Even fiscal policy experts, who are more aware of the politics of the economy and are often in favor of looser central bank policies, are aware of the corrosive effects of price rises that they can’t control.

On Thursday, Treasury Secretary Janet Yellen expressed “extreme worry” about the state of the economy. “It has a significant impact on Americans. It causes people to be concerned about the most fundamental of financial concerns. “

Investors now think the Federal Reserve will raise the target federal funds rate to a level between 1.75 percent and 2 percent by the end of the year, which is a quarter-point more than they thought just a week ago.

The European Central Bank (ECB) was a latecomer to the tightening process and will have to pay a price as a result.
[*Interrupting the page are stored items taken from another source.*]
//! Scroll-to-fragment with a single delayed retry.
//!
//! The scroller is driven with explicit timestamps so the host decides how
//! time passes; call [`FragmentScroller::poll`] from the event loop.

use std::time::{Duration, Instant};
use tracing::debug;

use crate::models::RouteState;

/// Host capable of scrolling a region into view.
pub trait ScrollHost {
    /// Smooth-scrolls to the region with `id`; returns false if it is not mounted.
    fn scroll_into_view(&mut self, id: &str) -> bool;
}

/// Result of a scroll attempt.
#[derive(Debug, Clone, PartialEq, Eq)]
pub enum ScrollOutcome {
    /// The route has no fragment
    NoFragment,
    /// The target was scrolled into view
    Scrolled(String),
    /// The target is not mounted yet; one retry is pending
    RetryScheduled(String),
    /// The retry found nothing either; the scroll was dropped
    Abandoned(String),
}

#[derive(Debug, Clone)]
struct PendingScroll {
    target: String,
    due: Instant,
}

/// Scrolls to route fragments, retrying once after a fixed delay.
#[derive(Debug, Clone)]
pub struct FragmentScroller {
    retry_delay: Duration,
    pending: Option<PendingScroll>,
}

impl FragmentScroller {
    /// Creates a scroller with the given retry delay.
    pub fn new(retry_delay: Duration) -> Self {
        Self {
            retry_delay,
            pending: None,
        }
    }

    /// Attempts to scroll to the fragment of a newly entered route.
    ///
    /// Any retry pending for an earlier route is cancelled.
    pub fn on_route_change(
        &mut self,
        route: &RouteState,
        host: &mut dyn ScrollHost,
        now: Instant,
    ) -> ScrollOutcome {
        self.pending = None;

        let Some(target) = route.fragment.as_deref() else {
            return ScrollOutcome::NoFragment;
        };

        if host.scroll_into_view(target) {
            return ScrollOutcome::Scrolled(target.to_string());
        }

        debug!(
            "Fragment target '{}' not mounted, retrying in {:?}",
            target, self.retry_delay
        );
        self.pending = Some(PendingScroll {
            target: target.to_string(),
            due: now + self.retry_delay,
        });
        ScrollOutcome::RetryScheduled(target.to_string())
    }

    /// Runs the pending retry once it is due.
    ///
    /// Returns `None` while nothing is due.
    pub fn poll(&mut self, host: &mut dyn ScrollHost, now: Instant) -> Option<ScrollOutcome> {
        if self.pending.as_ref().is_none_or(|pending| now < pending.due) {
            return None;
        }
        let pending = self.pending.take()?;

        if host.scroll_into_view(&pending.target) {
            Some(ScrollOutcome::Scrolled(pending.target))
        } else {
            debug!("Fragment target '{}' never mounted, giving up", pending.target);
            Some(ScrollOutcome::Abandoned(pending.target))
        }
    }

    /// When the pending retry is due, if there is one.
    pub fn next_retry(&self) -> Option<Instant> {
        self.pending.as_ref().map(|pending| pending.due)
    }

    /// Drops any pending retry.
    pub fn cancel(&mut self) {
        self.pending = None;
    }
}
The euro has suffered a steep decline in recent weeks on forecasts that the European Central Bank would take its time in reducing stimulus, which would result in greater inflation as a result of higher import costs.

This year, inflation is expected to exceed 5 percent across the euro area, more than double the ECB’s objective of 2 percent. It will take until 2024 for inflation to return to that level.

He predicted that the Federal Reserve would tighten more quickly and that the foreign exchange market would reflect this. Even when the Federal Reserve meets next week, I wouldn’t be shocked if the euro continues to lose ground. Our central bank has lagged behind the times when compared to other central banks. “

Economists tried to get the European Central Bank (ECB) to listen to them on Friday, saying that rising commodity prices could cause the eurozone to go into recession. Officials didn’t listen to them.

“Growth continues to be robust, and there is no recession,” said Francois Villeroy de Galhau, the head of the French central bank.

Murkier’s outlook on Asia

The Bank of Japan is the only major central bank that is expected to keep its monetary policy ultra-loose even as energy prices rise and inflation nears its goal of 2%.

In a statement released on Tuesday, Bank of Japan Governor Haruhiko Kuroda stated that “if crude oil and commodity prices drive up inflation while wage growth remains slow, this will hurt households’ real income and corporate profits, and ultimately hurt the economy.”

In Asia, where many economies have lagged behind their Western counterparts in lifting harsh pandemic restrictions, the path of monetary policy is less clear.

Some central banks in the area, such as those in New Zealand, South Korea, and Singapore, have already tightened monetary policy as a result of significant concerns about rising prices and imported inflation.

Australia’s top central banker warned borrowers on Friday that it would be good to plan for a rate hike this year, given the country’s projected rise in consumer prices.

The necessity to maintain a shaky recovery in the majority of other countries in the area is likely to complicate talks.

Thailand’s central bank is unlikely to hike interest rates shortly, despite inflation reaching a 13-year high as a result of the war’s impact on tourism and commerce.